(Data excerpts begins)

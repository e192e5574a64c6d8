//! End-to-end batch runs against scripted calling and scoring collaborators.
//!
//! Tokio time is paused, so pacing delays, placement timeouts and paused-wait
//! polls all elapse instantly; the calendar clock only moves when a test sets it.

use std::collections::HashMap;
use std::sync::{Arc, Mutex};
use std::time::Duration;

use async_trait::async_trait;
use chrono::{DateTime, TimeZone, Utc};
use tokio::sync::oneshot;

use dialer::{
    BatchState, CallHandle, CallPlacer, CallResult, CallResultStatus, CampaignOrchestrator,
    ClaimState, Collaborators, CommandError, DialerConfig, DialerEvent, DialerStore, EventBus,
    EventFilter, FilteredReceiver, LeadEntry, LeadStatus, LiveCallMonitor, ManualClock,
    MemoryStore, PauseReason, PlacementError, ScoreReport, SharedEventBus, TranscriptScorer,
};

const CAMPAIGN: &str = "spring-promo";

/// What the fake calling service does for a lead
#[derive(Clone)]
enum Script {
    Answer(&'static str),
    Missed(CallResultStatus),
    Reject,
    /// Result delivered later by the test via `release`
    Hold,
}

struct ScriptedPlacer {
    scripts: HashMap<String, Script>,
    placed: Mutex<Vec<String>>,
    held: Mutex<HashMap<String, oneshot::Sender<CallResult>>>,
}

impl ScriptedPlacer {
    fn new(scripts: &[(&str, Script)]) -> Arc<Self> {
        Arc::new(Self {
            scripts: scripts
                .iter()
                .map(|(id, script)| (id.to_string(), script.clone()))
                .collect(),
            placed: Mutex::new(Vec::new()),
            held: Mutex::new(HashMap::new()),
        })
    }

    fn placed(&self) -> Vec<String> {
        self.placed.lock().unwrap().clone()
    }

    fn release(&self, lead_id: &str, result: CallResult) {
        let sender = self.held.lock().unwrap().remove(lead_id).unwrap();
        sender.send(result).unwrap();
    }
}

#[async_trait]
impl CallPlacer for ScriptedPlacer {
    async fn place_call(&self, lead: &LeadEntry) -> Result<CallHandle, PlacementError> {
        let attempt = {
            let mut placed = self.placed.lock().unwrap();
            placed.push(lead.id.clone());
            placed.len()
        };
        let call_id = format!("call-{}-{}", lead.id, attempt);
        let script = self
            .scripts
            .get(&lead.id)
            .cloned()
            .unwrap_or(Script::Answer("thanks, not for me"));

        match script {
            Script::Answer(transcript) => Ok(CallHandle::resolved(
                call_id,
                CallResult::completed(95, transcript),
            )),
            Script::Missed(status) => Ok(CallHandle::resolved(call_id, CallResult::missed(status))),
            Script::Reject => Err(PlacementError::Rejected {
                lead_id: lead.id.clone(),
                reason: "number unreachable".to_string(),
            }),
            Script::Hold => {
                let (handle, sender) = CallHandle::channel(call_id);
                self.held.lock().unwrap().insert(lead.id.clone(), sender);
                Ok(handle)
            }
        }
    }
}

/// Status by keyword: "hot" → Hot, "interested" → Warm, anything else → Cold
struct KeywordScorer;

impl TranscriptScorer for KeywordScorer {
    fn score_transcript(&self, transcript: &str, _duration_secs: u32) -> ScoreReport {
        let status = if transcript.contains("hot") {
            LeadStatus::Hot
        } else if transcript.contains("interested") {
            LeadStatus::Warm
        } else {
            LeadStatus::Cold
        };
        ScoreReport {
            status,
            ..Default::default()
        }
    }
}

struct Harness {
    orchestrator: CampaignOrchestrator,
    store: Arc<MemoryStore>,
    placer: Arc<ScriptedPlacer>,
    clock: Arc<ManualClock>,
    bus: SharedEventBus,
}

impl Harness {
    fn events(&self) -> FilteredReceiver {
        self.bus.subscribe_filtered(EventFilter::new()).unwrap()
    }

    fn job_state(&self, job_id: &str) -> BatchState {
        self.orchestrator.job(job_id).unwrap().state
    }

    fn claim_state(&self, lead_id: &str) -> ClaimState {
        self.store.lead(lead_id).unwrap().unwrap().claim_state
    }
}

// 2026-03-02 is a Monday; the default window is 09:00-19:00 UTC, Mon-Sat
fn monday(hour: u32, minute: u32) -> DateTime<Utc> {
    Utc.with_ymd_and_hms(2026, 3, 2, hour, minute, 0).unwrap()
}

fn cold(id: &str) -> LeadEntry {
    LeadEntry::new(id, CAMPAIGN, format!("+4420{}", id), LeadStatus::Cold)
}

fn harness_with(
    store: Arc<MemoryStore>,
    placer: Arc<ScriptedPlacer>,
    now: DateTime<Utc>,
) -> Harness {
    let clock = ManualClock::new(now).shared();
    let bus = EventBus::new().shared();
    let monitor = LiveCallMonitor::new(Arc::new(KeywordScorer), Arc::clone(&bus), clock.clone())
        .shared();
    let orchestrator = CampaignOrchestrator::new(
        DialerConfig::default(),
        Collaborators {
            store: store.clone(),
            placer: placer.clone(),
            scorer: Arc::new(KeywordScorer),
            bus: Arc::clone(&bus),
            monitor,
            clock: clock.clone(),
        },
    )
    .unwrap();
    Harness {
        orchestrator,
        store,
        placer,
        clock,
        bus,
    }
}

fn harness(leads: Vec<LeadEntry>, scripts: &[(&str, Script)], now: DateTime<Utc>) -> Harness {
    let store = MemoryStore::new().shared();
    store.insert_leads(leads).unwrap();
    harness_with(store, ScriptedPlacer::new(scripts), now)
}

/// Receive events until one matches, failing after an hour of virtual time
async fn wait_for(
    events: &mut FilteredReceiver,
    mut matches: impl FnMut(&DialerEvent) -> bool,
) -> DialerEvent {
    tokio::time::timeout(Duration::from_secs(3600), async {
        loop {
            let event = events.recv().await.unwrap();
            if matches(&event) {
                return event;
            }
        }
    })
    .await
    .expect("expected event was not published")
}

async fn wait_for_type(events: &mut FilteredReceiver, event_type: &str) -> DialerEvent {
    wait_for(events, |e| e.event_type() == event_type).await
}

#[tokio::test(start_paused = true)]
async fn test_batch_runs_to_completion() {
    let _ = tracing_subscriber::fmt().with_env_filter("info").try_init();
    let overdue = LeadEntry::new("c", CAMPAIGN, "+1", LeadStatus::NotPick)
        .with_retry_count(1)
        .with_last_call_at(monday(10, 0) - chrono::Duration::days(3));
    let warm = LeadEntry::new("b", CAMPAIGN, "+2", LeadStatus::Warm);
    let h = harness(
        vec![cold("a"), warm, overdue],
        &[
            ("a", Script::Answer("yes I am interested")),
            ("b", Script::Missed(CallResultStatus::NoAnswer)),
            ("c", Script::Reject),
        ],
        monday(10, 0),
    );
    let mut events = h.events();

    let job_id = h.orchestrator.start(CAMPAIGN, None, None).unwrap();
    let completed = wait_for_type(&mut events, "batch_completed").await;

    // Not-picked first, then cold, then warm
    assert_eq!(h.placer.placed(), vec!["c", "a", "b"]);

    let job = h.orchestrator.job(&job_id).unwrap();
    assert_eq!(job.state, BatchState::Completed);
    assert_eq!(job.cursor, 3);
    assert_eq!(job.counters.completed, 2);
    assert_eq!(job.counters.failed, 1);
    assert_eq!(job.counters.pending + job.counters.in_progress, 0);
    assert!(matches!(completed, DialerEvent::BatchCompleted { .. }));

    let a = h.store.lead("a").unwrap().unwrap();
    assert_eq!(a.status, LeadStatus::Warm);
    assert_eq!(a.claim_state, ClaimState::Completed);

    let b = h.store.lead("b").unwrap().unwrap();
    assert_eq!(b.status, LeadStatus::NotPick);
    assert_eq!(b.retry.retry_count, 1);
    assert_eq!(b.retry.last_retry_reason.as_deref(), Some("no_answer"));
    assert_eq!(b.retry.next_attempt_at, Some(monday(14, 0)));

    // Placement failures never enter the retry ladder
    let c = h.store.lead("c").unwrap().unwrap();
    assert_eq!(c.claim_state, ClaimState::Failed);
    assert_eq!(c.retry.retry_count, 1);

    for lead in ["a", "b", "c"] {
        assert_eq!(h.store.attempts_for_lead(lead).unwrap().len(), 1);
    }
    assert_eq!(
        h.store.attempts_for_lead("c").unwrap()[0].result_status,
        CallResultStatus::Failed
    );
}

(Data excerpts ends)

Required work = For each line of the entries that includes "FilteredReceiver", show that line.

Expected answer =
    EventFilter, FilteredReceiver, LeadEntry, LeadStatus, LiveCallMonitor, ManualClock,
    fn events(&self) -> FilteredReceiver {
    events: &mut FilteredReceiver,
async fn wait_for_type(events: &mut FilteredReceiver, event_type: &str) -> DialerEvent {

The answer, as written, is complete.